**Aim of the exercise**
Go through the records and write each one out again exactly.

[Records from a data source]
//! Signed Sync Request Demo
//!
//! Signs a reward event the way the issuer does and prints a curl command
//! that replays it against a local commerce instance. Run with:
//!
//! ```
//! RELAY_SHARED_SECRET=my-secret cargo run --example sign_request -- 0xabc 10
//! ```

use reward_relay::{
    RewardEvent, SharedSecret, Signer, WELLNESS_JOURNAL_ENTRY, canonicalize,
    utils::http::{SIGNATURE_HEADER, TIMESTAMP_HEADER},
};
use std::{env, error::Error};

fn main() -> Result<(), Box<dyn Error>> {
    let secret = env::var("RELAY_SHARED_SECRET").unwrap_or_else(|_| "my-secret-key".to_string());
    let mut args = env::args().skip(1);
    let subject_id = args.next().unwrap_or_else(|| "0xabc".to_string());
    let quantity: u64 = args.next().map(|q| q.parse()).transpose()?.unwrap_or(10);

    let signer = Signer::new(SharedSecret::new(&secret)?);
    let envelope = signer.sign(RewardEvent::new(subject_id, quantity, WELLNESS_JOURNAL_ENTRY))?;
    let canonical = String::from_utf8(canonicalize(&envelope.payload)?)?;
    let body = serde_json::to_string(&envelope.payload)?;

    println!("Signed reward sync");
    println!("==================\n");
    println!("Canonical payload:");
    println!("  {canonical}");
    println!("Message for signature (format: timestamp.canonical):");
    println!("  {}.{canonical}\n", envelope.timestamp);
    println!("{SIGNATURE_HEADER}: {}", envelope.signature);
    println!("{TIMESTAMP_HEADER}: {}\n", envelope.timestamp);

    println!("Example curl command (valid for 5 minutes):");
    println!("curl -X PATCH \\");
    println!("     -H 'Content-Type: application/json' \\");
    println!("     -H '{SIGNATURE_HEADER}: {}' \\", envelope.signature);
    println!("     -H '{TIMESTAMP_HEADER}: {}' \\", envelope.timestamp);
    println!("     -d '{body}' \\");
    println!("     http://localhost:8080/api/v1/nebula/sync-rewards");

    Ok(())
}
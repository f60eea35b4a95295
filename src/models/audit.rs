//! Audit logging for inbound sync verification.

use chrono::{DateTime, Utc};
use serde::{Deserialize, Serialize};
use tracing::{info, warn};

/// What happened to an inbound sync request
#[derive(Debug, Clone, Copy, PartialEq, Eq, Serialize, Deserialize)]
#[serde(rename_all = "snake_case")]
pub enum SyncEventType {
    Applied,
    Duplicate,
    MissingCredentials,
    SignatureMismatch,
    ReplayWindowExceeded,
    EncodingError,
    BusinessRejection,
    InternalError,
}

impl SyncEventType {
    /// Label used for the verification outcome metric
    pub fn as_str(&self) -> &'static str {
        match self {
            SyncEventType::Applied => "applied",
            SyncEventType::Duplicate => "duplicate",
            SyncEventType::MissingCredentials => "missing_credentials",
            SyncEventType::SignatureMismatch => "signature_mismatch",
            SyncEventType::ReplayWindowExceeded => "replay_window_exceeded",
            SyncEventType::EncodingError => "encoding_error",
            SyncEventType::BusinessRejection => "business_rejection",
            SyncEventType::InternalError => "internal_error",
        }
    }

    /// Authentication failures are worth a warning: they indicate tampering or
    /// a secret/clock misconfiguration between the two services.
    pub fn is_authentication_failure(&self) -> bool {
        matches!(
            self,
            SyncEventType::MissingCredentials
                | SyncEventType::SignatureMismatch
                | SyncEventType::ReplayWindowExceeded
        )
    }
}

/// Structured audit log entry for an inbound sync request
#[derive(Debug, Clone, Serialize, Deserialize)]
pub struct SyncAuditEvent {
    pub event_type: SyncEventType,
    pub timestamp: DateTime<Utc>,
    pub ip_address: String,
    pub user_agent: Option<String>,
    pub request_id: Option<String>,
    pub transaction_id: Option<String>,
    pub subject_id: Option<String>,
    pub reason: Option<String>,
}

impl SyncAuditEvent {
    pub fn new(event_type: SyncEventType, ip_address: String) -> Self {
        Self {
            event_type,
            timestamp: Utc::now(),
            ip_address,
            user_agent: None,
            request_id: None,
            transaction_id: None,
            subject_id: None,
            reason: None,
        }
    }

    pub fn with_user_agent(mut self, user_agent: Option<String>) -> Self {
        self.user_agent = user_agent;
        self
    }

    pub fn with_request_id(mut self, request_id: Option<String>) -> Self {
        self.request_id = request_id;
        self
    }

    /// Attach the transaction and subject of the event under verification
    pub fn with_event(mut self, transaction_id: &str, subject_id: &str) -> Self {
        self.transaction_id = Some(transaction_id.to_string());
        self.subject_id = Some(subject_id.to_string());
        self
    }

    pub fn with_reason(mut self, reason: impl Into<String>) -> Self {
        self.reason = Some(reason.into());
        self
    }

    /// Emit the event on the `sync_audit` target
    pub fn log(&self) {
        if self.event_type.is_authentication_failure() {
            warn!(
                target: "sync_audit",
                event_type = self.event_type.as_str(),
                timestamp = %self.timestamp,
                ip_address = %self.ip_address,
                user_agent = ?self.user_agent,
                request_id = ?self.request_id,
                transaction_id = ?self.transaction_id,
                subject_id = ?self.subject_id,
                reason = ?self.reason,
                "Rejected unauthenticated sync request"
            );
        } else {
            info!(
                target: "sync_audit",
                event_type = self.event_type.as_str(),
                timestamp = %self.timestamp,
                ip_address = %self.ip_address,
                user_agent = ?self.user_agent,
                request_id = ?self.request_id,
                transaction_id = ?self.transaction_id,
                subject_id = ?self.subject_id,
                reason = ?self.reason,
                "Sync audit event"
            );
        }
    }
}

**Exercise solution**
//! Signed Sync Request Demo
//!
//! Signs a reward event the way the issuer does and prints a curl command
//! that replays it against a local commerce instance. Run with:
//!
//! ```
//! RELAY_SHARED_SECRET=my-secret cargo run --example sign_request -- 0xabc 10
//! ```

use reward_relay::{
    RewardEvent, SharedSecret, Signer, WELLNESS_JOURNAL_ENTRY, canonicalize,
    utils::http::{SIGNATURE_HEADER, TIMESTAMP_HEADER},
};
use std::{env, error::Error};

fn main() -> Result<(), Box<dyn Error>> {
    let secret = env::var("RELAY_SHARED_SECRET").unwrap_or_else(|_| "my-secret-key".to_string());
    let mut args = env::args().skip(1);
    let subject_id = args.next().unwrap_or_else(|| "0xabc".to_string());
    let quantity: u64 = args.next().map(|q| q.parse()).transpose()?.unwrap_or(10);

    let signer = Signer::new(SharedSecret::new(&secret)?);
    let envelope = signer.sign(RewardEvent::new(subject_id, quantity, WELLNESS_JOURNAL_ENTRY))?;
    let canonical = String::from_utf8(canonicalize(&envelope.payload)?)?;
    let body = serde_json::to_string(&envelope.payload)?;

    println!("Signed reward sync");
    println!("==================\n");
    println!("Canonical payload:");
    println!("  {canonical}");
    println!("Message for signature (format: timestamp.canonical):");
    println!("  {}.{canonical}\n", envelope.timestamp);
    println!("{SIGNATURE_HEADER}: {}", envelope.signature);
    println!("{TIMESTAMP_HEADER}: {}\n", envelope.timestamp);

    println!("Example curl command (valid for 5 minutes):");
    println!("curl -X PATCH \\");
    println!("     -H 'Content-Type: application/json' \\");
    println!("     -H '{SIGNATURE_HEADER}: {}' \\", envelope.signature);
    println!("     -H '{TIMESTAMP_HEADER}: {}' \\", envelope.timestamp);
    println!("     -d '{body}' \\");
    println!("     http://localhost:8080/api/v1/nebula/sync-rewards");

    Ok(())
}
repository f60eea35b4a95295
filename src/models/audit.rs
//! Audit logging for inbound sync verification.

use chrono::{DateTime, Utc};
use serde::{Deserialize, Serialize};
use tracing::{info, warn};

/// What happened to an inbound sync request
#[derive(Debug, Clone, Copy, PartialEq, Eq, Serialize, Deserialize)]
#[serde(rename_all = "snake_case")]
pub enum SyncEventType {
    Applied,
    Duplicate,
    MissingCredentials,
    SignatureMismatch,
    ReplayWindowExceeded,
    EncodingError,
    BusinessRejection,
    InternalError,
}

impl SyncEventType {
    /// Label used for the verification outcome metric
    pub fn as_str(&self) -> &'static str {
        match self {
            SyncEventType::Applied => "applied",
            SyncEventType::Duplicate => "duplicate",
            SyncEventType::MissingCredentials => "missing_credentials",
            SyncEventType::SignatureMismatch => "signature_mismatch",
            SyncEventType::ReplayWindowExceeded => "replay_window_exceeded",
            SyncEventType::EncodingError => "encoding_error",
            SyncEventType::BusinessRejection => "business_rejection",
            SyncEventType::InternalError => "internal_error",
        }
    }

    /// Authentication failures are worth a warning: they indicate tampering or
    /// a secret/clock misconfiguration between the two services.
    pub fn is_authentication_failure(&self) -> bool {
        matches!(
            self,
            SyncEventType::MissingCredentials
                | SyncEventType::SignatureMismatch
                | SyncEventType::ReplayWindowExceeded
        )
    }
}

/// Structured audit log entry for an inbound sync request
#[derive(Debug, Clone, Serialize, Deserialize)]
pub struct SyncAuditEvent {
    pub event_type: SyncEventType,
    pub timestamp: DateTime<Utc>,
    pub ip_address: String,
    pub user_agent: Option<String>,
    pub request_id: Option<String>,
    pub transaction_id: Option<String>,
    pub subject_id: Option<String>,
    pub reason: Option<String>,
}

impl SyncAuditEvent {
    pub fn new(event_type: SyncEventType, ip_address: String) -> Self {
        Self {
            event_type,
            timestamp: Utc::now(),
            ip_address,
            user_agent: None,
            request_id: None,
            transaction_id: None,
            subject_id: None,
            reason: None,
        }
    }

    pub fn with_user_agent(mut self, user_agent: Option<String>) -> Self {
        self.user_agent = user_agent;
        self
    }

    pub fn with_request_id(mut self, request_id: Option<String>) -> Self {
        self.request_id = request_id;
        self
    }

    /// Attach the transaction and subject of the event under verification
    pub fn with_event(mut self, transaction_id: &str, subject_id: &str) -> Self {
        self.transaction_id = Some(transaction_id.to_string());
        self.subject_id = Some(subject_id.to_string());
        self
    }

    pub fn with_reason(mut self, reason: impl Into<String>) -> Self {
        self.reason = Some(reason.into());
        self
    }

    /// Emit the event on the `sync_audit` target
    pub fn log(&self) {
        if self.event_type.is_authentication_failure() {
            warn!(
                target: "sync_audit",
                event_type = self.event_type.as_str(),
                timestamp = %self.timestamp,
                ip_address = %self.ip_address,
                user_agent = ?self.user_agent,
                request_id = ?self.request_id,
                transaction_id = ?self.transaction_id,
                subject_id = ?self.subject_id,
                reason = ?self.reason,
                "Rejected unauthenticated sync request"
            );
        } else {
            info!(
                target: "sync_audit",
                event_type = self.event_type.as_str(),
                timestamp = %self.timestamp,
                ip_address = %self.ip_address,
                user_agent = ?self.user_agent,
                request_id = ?self.request_id,
                transaction_id = ?self.transaction_id,
                subject_id = ?self.subject_id,
                reason = ?self.reason,
                "Sync audit event"
            );
        }
    }
}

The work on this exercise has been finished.